RECORDS TO PROCESS:
####

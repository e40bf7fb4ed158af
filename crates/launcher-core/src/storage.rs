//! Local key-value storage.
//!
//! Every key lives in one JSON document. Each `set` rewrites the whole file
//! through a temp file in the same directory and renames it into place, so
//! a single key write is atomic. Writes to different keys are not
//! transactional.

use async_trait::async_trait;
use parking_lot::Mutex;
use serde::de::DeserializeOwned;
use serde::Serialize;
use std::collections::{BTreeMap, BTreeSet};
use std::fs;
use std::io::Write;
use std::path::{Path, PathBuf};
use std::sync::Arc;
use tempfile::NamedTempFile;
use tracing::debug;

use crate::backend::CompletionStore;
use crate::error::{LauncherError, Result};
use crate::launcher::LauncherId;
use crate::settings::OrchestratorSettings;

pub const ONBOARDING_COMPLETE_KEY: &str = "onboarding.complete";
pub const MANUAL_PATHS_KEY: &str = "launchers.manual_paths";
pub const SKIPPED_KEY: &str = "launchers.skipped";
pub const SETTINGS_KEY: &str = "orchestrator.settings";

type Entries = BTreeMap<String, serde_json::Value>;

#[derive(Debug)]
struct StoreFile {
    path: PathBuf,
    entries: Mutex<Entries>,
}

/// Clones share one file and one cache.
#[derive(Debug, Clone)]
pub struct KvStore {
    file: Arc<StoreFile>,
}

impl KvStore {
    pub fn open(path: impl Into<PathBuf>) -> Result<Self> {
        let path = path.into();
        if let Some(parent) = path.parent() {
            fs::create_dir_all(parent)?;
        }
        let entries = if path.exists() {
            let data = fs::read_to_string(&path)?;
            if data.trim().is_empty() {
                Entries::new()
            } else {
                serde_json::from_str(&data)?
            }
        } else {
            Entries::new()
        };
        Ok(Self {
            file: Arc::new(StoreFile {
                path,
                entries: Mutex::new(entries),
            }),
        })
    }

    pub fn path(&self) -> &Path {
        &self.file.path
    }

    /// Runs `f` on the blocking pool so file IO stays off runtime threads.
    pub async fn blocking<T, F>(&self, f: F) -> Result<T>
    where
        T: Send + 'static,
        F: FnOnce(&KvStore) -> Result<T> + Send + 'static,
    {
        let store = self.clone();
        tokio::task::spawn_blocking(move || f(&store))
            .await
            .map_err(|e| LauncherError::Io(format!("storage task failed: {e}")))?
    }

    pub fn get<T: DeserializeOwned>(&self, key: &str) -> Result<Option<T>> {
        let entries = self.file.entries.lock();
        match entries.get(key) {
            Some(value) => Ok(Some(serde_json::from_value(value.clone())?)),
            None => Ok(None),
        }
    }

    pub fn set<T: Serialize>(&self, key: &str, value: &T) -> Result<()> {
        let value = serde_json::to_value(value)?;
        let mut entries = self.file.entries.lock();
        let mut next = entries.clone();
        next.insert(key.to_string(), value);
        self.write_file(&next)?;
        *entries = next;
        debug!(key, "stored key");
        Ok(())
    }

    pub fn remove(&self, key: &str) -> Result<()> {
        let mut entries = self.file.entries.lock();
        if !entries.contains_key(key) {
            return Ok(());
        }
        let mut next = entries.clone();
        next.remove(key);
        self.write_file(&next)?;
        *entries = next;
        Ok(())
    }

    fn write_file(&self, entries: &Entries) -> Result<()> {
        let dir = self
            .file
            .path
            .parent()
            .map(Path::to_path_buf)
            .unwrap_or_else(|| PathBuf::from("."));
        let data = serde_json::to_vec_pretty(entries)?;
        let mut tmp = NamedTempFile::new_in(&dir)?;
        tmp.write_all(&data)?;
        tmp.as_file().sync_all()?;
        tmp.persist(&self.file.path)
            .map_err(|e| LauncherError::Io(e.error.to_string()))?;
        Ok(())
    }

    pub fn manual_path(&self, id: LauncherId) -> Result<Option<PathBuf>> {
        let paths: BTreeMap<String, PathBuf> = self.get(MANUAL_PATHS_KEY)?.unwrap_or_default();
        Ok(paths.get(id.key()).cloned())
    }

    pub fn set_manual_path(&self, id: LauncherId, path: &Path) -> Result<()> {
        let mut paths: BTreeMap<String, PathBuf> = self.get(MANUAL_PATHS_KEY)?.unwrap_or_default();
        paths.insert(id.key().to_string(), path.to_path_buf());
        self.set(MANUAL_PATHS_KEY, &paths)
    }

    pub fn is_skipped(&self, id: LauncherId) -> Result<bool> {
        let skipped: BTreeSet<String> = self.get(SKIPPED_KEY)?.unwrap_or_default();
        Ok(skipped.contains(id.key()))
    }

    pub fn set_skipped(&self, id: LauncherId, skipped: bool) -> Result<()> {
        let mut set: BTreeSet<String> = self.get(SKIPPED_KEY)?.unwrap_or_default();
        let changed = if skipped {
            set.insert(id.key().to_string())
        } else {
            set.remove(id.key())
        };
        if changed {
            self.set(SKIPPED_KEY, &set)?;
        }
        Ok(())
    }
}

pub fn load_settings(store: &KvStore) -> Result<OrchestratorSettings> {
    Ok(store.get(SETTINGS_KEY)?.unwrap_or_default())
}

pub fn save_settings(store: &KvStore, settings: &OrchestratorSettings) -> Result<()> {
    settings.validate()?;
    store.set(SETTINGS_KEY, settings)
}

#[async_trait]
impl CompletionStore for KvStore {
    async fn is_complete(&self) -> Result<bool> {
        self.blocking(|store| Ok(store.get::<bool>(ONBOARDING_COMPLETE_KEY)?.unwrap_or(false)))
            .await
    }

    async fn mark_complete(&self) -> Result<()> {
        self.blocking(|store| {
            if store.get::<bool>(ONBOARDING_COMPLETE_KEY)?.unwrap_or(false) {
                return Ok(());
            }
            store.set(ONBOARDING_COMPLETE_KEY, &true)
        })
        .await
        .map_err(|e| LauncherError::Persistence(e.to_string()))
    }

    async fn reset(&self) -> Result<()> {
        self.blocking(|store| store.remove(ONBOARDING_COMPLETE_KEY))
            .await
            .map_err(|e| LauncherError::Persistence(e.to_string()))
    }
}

####

PROBLEM REQUIREMENTS: When a line contains the string "Option", count that line; once every line of the records has been checked, state the count alone.

SOLUTION TO THE PROBLEM: 2